"""

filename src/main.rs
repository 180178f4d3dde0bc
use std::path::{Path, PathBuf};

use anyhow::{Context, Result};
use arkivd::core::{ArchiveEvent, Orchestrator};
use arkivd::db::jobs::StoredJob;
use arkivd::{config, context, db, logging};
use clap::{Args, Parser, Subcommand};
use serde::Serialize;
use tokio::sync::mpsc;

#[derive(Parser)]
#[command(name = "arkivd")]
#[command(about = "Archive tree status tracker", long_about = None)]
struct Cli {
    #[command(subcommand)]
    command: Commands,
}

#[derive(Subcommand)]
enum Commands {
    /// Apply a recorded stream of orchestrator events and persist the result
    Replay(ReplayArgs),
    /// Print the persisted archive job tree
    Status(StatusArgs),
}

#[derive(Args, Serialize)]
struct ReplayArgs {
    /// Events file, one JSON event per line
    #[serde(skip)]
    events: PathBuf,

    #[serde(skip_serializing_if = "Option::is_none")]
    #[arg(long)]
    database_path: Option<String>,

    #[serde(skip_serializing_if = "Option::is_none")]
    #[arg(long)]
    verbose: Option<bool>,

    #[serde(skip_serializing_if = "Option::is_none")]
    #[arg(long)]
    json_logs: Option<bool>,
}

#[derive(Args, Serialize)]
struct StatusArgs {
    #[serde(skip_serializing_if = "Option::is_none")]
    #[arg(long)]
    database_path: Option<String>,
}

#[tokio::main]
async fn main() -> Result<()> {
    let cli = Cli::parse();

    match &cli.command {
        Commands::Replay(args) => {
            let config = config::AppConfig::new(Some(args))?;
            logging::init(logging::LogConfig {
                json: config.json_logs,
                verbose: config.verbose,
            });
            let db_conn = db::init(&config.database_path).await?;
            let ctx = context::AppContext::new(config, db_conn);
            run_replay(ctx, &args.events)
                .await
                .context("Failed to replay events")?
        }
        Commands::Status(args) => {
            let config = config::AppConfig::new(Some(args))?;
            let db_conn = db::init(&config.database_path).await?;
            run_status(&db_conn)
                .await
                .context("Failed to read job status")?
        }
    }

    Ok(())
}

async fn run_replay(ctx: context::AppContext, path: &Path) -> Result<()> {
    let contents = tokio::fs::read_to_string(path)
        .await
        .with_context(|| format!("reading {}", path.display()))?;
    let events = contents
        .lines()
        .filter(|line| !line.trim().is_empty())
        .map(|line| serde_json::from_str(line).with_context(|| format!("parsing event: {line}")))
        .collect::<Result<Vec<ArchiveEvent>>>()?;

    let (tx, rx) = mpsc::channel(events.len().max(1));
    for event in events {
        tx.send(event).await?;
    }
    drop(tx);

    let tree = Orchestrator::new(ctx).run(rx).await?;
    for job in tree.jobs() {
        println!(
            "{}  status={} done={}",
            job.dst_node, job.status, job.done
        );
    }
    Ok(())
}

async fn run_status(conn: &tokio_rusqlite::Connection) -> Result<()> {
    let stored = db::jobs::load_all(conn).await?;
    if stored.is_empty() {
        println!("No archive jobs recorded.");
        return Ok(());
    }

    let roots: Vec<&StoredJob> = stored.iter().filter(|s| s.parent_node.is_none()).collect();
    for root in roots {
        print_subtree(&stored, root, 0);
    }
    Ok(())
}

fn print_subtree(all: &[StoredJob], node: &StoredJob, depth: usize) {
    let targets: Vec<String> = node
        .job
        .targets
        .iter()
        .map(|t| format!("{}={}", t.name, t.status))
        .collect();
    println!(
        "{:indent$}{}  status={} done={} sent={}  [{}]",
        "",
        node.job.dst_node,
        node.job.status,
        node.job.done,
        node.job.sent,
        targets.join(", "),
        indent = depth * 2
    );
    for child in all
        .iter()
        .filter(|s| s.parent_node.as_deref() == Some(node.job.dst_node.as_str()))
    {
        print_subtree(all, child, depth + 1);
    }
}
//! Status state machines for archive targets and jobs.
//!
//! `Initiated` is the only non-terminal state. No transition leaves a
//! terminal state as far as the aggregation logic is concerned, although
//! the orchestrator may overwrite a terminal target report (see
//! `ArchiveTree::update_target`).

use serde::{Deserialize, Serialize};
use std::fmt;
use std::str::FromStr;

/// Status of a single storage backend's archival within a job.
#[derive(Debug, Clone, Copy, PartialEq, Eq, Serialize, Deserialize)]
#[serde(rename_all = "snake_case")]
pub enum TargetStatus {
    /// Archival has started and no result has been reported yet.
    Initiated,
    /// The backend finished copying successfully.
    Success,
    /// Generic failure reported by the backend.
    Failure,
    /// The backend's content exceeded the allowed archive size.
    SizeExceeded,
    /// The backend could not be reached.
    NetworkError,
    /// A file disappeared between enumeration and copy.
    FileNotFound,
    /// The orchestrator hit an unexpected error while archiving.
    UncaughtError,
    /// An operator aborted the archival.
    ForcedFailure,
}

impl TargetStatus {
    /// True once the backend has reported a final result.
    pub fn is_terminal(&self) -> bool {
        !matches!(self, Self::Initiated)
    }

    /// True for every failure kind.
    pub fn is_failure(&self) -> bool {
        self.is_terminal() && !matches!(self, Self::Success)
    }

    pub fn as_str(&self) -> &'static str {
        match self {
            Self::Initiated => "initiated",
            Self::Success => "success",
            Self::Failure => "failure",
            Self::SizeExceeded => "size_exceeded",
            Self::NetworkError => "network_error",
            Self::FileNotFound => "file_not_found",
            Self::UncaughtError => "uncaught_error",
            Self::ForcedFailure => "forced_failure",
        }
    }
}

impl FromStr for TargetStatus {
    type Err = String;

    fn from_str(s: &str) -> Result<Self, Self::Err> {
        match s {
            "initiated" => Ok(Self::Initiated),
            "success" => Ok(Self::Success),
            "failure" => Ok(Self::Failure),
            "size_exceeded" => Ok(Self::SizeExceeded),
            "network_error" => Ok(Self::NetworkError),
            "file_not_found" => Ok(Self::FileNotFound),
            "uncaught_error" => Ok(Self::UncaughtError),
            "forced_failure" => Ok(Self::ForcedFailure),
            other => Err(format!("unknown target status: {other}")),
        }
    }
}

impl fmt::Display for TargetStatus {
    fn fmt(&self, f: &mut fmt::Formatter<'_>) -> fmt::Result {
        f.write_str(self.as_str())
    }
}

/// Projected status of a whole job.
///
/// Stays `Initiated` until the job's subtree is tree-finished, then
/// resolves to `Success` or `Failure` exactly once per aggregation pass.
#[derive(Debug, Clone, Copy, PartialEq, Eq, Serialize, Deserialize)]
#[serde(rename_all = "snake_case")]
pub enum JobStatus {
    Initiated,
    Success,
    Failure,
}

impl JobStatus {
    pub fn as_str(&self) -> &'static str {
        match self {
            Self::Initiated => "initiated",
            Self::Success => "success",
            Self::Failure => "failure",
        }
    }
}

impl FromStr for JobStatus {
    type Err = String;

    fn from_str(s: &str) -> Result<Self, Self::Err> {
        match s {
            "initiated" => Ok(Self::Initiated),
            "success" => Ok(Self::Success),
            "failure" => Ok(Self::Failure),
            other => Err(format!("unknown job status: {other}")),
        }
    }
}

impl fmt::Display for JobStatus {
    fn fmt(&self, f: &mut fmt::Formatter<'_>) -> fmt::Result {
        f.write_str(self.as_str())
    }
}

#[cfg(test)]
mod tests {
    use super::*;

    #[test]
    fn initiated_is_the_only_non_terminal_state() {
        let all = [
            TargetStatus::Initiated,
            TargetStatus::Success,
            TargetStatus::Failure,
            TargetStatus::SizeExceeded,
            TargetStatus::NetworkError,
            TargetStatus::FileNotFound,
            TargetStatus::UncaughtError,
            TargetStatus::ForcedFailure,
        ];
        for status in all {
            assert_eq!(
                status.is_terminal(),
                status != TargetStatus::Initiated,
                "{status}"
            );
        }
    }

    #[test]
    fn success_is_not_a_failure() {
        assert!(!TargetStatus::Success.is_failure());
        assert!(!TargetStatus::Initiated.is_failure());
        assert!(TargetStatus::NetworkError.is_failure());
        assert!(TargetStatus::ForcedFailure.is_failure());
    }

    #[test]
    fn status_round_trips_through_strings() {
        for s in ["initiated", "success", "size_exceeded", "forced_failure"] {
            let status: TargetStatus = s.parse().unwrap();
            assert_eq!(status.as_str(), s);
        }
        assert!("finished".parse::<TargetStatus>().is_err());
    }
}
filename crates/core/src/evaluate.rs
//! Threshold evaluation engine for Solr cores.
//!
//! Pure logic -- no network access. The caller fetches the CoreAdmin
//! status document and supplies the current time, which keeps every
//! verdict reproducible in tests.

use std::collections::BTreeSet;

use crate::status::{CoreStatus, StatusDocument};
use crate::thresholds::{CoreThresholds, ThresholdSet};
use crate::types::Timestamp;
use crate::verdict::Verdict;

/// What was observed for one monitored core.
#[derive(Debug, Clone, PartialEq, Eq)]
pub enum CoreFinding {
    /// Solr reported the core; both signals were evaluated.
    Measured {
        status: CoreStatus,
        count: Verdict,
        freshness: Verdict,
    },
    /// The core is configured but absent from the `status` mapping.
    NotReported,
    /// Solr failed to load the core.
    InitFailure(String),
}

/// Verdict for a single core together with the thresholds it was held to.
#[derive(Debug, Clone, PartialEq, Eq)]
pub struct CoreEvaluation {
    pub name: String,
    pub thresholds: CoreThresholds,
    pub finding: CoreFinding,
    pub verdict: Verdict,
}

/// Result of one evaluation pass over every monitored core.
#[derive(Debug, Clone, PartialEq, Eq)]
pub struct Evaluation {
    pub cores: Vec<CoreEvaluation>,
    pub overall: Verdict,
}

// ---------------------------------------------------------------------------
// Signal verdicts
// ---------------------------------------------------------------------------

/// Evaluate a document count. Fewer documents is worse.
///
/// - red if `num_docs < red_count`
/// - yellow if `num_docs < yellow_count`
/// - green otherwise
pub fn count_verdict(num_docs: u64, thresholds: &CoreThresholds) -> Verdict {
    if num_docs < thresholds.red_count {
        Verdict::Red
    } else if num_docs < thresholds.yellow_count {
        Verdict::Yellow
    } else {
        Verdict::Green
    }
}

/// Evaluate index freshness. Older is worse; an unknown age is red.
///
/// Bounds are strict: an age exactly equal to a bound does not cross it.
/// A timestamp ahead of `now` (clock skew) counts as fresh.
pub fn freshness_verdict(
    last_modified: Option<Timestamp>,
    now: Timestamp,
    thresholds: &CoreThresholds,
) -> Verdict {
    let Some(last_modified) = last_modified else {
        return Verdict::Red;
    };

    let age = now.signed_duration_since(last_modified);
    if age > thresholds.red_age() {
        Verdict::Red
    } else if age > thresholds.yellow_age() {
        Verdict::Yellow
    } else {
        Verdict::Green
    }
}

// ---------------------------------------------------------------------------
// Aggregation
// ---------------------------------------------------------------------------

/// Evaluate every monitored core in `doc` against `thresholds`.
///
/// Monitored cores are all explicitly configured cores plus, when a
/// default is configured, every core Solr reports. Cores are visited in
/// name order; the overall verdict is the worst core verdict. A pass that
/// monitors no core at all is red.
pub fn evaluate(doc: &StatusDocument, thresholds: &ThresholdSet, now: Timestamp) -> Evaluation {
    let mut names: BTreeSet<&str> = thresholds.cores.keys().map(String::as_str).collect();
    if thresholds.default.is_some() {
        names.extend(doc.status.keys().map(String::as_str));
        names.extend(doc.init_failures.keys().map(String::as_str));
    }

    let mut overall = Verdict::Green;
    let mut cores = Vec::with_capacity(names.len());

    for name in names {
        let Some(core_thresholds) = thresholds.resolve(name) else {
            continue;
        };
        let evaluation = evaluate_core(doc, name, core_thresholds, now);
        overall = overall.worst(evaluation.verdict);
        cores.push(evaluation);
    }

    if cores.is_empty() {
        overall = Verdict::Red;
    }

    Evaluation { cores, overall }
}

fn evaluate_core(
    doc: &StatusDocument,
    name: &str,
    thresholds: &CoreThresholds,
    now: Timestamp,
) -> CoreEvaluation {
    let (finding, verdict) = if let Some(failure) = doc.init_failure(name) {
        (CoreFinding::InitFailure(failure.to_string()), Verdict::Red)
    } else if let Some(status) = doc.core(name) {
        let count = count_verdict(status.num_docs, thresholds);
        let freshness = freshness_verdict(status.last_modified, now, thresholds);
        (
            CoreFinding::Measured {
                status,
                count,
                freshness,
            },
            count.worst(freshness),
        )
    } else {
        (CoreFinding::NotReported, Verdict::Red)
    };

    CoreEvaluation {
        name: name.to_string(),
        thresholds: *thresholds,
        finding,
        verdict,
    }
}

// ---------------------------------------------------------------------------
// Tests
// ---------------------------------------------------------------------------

"""
"""

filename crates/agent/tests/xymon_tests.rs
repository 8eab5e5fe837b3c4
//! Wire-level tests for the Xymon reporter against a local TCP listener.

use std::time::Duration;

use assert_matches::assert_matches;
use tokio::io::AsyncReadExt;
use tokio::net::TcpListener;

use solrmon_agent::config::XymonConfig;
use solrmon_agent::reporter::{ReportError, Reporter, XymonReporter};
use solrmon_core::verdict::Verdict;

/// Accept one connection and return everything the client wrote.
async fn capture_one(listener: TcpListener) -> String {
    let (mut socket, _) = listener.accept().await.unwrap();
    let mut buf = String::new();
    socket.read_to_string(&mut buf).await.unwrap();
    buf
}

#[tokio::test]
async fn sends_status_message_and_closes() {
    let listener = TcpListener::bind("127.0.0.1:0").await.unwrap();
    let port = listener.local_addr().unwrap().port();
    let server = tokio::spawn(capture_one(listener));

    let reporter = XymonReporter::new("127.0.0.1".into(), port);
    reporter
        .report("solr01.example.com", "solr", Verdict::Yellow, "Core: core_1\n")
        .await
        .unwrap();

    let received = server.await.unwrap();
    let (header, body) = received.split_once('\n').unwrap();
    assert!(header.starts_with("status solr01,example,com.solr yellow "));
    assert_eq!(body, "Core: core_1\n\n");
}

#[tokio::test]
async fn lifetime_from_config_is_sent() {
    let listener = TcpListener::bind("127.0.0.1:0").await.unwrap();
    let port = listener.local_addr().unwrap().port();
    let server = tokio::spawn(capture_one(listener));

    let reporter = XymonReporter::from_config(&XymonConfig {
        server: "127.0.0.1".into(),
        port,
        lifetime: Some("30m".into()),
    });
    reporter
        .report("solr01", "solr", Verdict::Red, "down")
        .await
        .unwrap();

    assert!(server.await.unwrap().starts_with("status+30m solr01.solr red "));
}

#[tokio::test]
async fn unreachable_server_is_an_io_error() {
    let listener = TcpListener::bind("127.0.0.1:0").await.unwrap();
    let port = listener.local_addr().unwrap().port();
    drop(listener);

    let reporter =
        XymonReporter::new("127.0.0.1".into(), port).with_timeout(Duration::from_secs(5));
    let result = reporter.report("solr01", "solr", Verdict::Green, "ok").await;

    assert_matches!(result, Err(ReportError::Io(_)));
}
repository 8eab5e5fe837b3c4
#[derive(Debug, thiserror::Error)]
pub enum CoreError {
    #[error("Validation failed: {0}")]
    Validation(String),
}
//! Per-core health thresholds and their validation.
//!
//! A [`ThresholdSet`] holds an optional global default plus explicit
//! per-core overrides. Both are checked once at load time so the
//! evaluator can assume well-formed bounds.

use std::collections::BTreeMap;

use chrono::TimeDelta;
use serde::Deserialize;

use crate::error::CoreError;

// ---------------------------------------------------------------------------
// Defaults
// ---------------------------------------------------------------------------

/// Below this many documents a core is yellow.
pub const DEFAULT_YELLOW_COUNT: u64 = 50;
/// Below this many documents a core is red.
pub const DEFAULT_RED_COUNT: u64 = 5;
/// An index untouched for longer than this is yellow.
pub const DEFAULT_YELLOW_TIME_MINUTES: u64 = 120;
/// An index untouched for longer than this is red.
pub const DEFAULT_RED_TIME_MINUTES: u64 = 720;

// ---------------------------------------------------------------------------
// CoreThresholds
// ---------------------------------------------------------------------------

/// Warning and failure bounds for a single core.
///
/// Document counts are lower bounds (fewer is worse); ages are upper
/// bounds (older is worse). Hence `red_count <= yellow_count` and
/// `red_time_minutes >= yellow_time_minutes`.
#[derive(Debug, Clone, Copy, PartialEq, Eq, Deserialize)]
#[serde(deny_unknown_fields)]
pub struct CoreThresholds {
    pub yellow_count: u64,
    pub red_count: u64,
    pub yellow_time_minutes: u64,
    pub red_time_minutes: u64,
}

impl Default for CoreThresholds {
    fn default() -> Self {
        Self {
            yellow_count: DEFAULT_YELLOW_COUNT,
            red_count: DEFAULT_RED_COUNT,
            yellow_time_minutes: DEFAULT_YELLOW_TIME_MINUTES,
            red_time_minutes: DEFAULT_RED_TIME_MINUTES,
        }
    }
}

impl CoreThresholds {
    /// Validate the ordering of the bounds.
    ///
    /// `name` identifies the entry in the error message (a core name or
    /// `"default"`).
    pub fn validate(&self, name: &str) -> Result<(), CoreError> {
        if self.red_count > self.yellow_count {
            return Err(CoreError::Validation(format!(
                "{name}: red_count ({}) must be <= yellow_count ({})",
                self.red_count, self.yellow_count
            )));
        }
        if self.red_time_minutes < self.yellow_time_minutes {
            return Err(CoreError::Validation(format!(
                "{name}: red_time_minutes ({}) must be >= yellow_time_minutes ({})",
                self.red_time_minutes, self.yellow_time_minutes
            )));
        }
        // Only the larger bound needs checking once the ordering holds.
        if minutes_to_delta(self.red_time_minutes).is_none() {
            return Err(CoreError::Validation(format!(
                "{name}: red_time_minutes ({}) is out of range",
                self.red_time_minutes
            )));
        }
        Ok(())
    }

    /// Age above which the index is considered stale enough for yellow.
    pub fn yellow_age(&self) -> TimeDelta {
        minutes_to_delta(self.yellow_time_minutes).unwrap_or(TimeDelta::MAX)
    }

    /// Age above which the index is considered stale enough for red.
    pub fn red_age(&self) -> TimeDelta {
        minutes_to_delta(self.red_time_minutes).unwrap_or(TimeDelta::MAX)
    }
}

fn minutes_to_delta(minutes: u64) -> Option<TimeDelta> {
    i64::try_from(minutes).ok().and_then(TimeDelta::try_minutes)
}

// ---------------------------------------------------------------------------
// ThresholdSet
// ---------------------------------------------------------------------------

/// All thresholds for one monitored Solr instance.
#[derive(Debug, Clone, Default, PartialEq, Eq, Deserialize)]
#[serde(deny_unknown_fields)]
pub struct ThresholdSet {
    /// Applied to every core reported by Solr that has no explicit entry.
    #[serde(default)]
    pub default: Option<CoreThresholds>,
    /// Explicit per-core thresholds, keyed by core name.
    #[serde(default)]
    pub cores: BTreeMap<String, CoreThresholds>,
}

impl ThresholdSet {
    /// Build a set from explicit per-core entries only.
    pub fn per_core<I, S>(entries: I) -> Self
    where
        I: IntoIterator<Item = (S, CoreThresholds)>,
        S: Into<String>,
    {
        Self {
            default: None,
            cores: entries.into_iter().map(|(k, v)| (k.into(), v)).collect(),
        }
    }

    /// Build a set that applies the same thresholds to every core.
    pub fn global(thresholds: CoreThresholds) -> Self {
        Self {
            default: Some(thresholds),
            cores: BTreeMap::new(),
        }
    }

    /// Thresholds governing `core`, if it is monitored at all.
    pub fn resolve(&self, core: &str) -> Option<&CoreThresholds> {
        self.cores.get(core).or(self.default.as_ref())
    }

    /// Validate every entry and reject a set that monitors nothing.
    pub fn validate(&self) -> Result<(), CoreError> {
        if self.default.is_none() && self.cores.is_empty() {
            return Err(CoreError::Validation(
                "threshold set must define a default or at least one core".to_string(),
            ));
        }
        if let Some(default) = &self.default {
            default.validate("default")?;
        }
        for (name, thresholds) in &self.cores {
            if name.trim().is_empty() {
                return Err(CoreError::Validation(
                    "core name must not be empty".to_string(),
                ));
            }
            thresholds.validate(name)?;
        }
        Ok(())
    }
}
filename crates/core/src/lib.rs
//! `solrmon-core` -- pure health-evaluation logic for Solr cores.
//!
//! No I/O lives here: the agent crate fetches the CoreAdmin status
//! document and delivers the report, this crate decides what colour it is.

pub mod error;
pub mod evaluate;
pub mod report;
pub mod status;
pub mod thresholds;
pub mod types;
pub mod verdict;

"""

◆ **Aim of the task**: Retype only this portion of the data above: the line containing "and their validation.", the line containing "core is red.", and all lines between them, exactly.

◆ **Task output**:
//! Per-core health thresholds and their validation.
//!
//! A [`ThresholdSet`] holds an optional global default plus explicit
//! per-core overrides. Both are checked once at load time so the
//! evaluator can assume well-formed bounds.

use std::collections::BTreeMap;

use chrono::TimeDelta;
use serde::Deserialize;

use crate::error::CoreError;

// ---------------------------------------------------------------------------
// Defaults
// ---------------------------------------------------------------------------

/// Below this many documents a core is yellow.
pub const DEFAULT_YELLOW_COUNT: u64 = 50;
/// Below this many documents a core is red.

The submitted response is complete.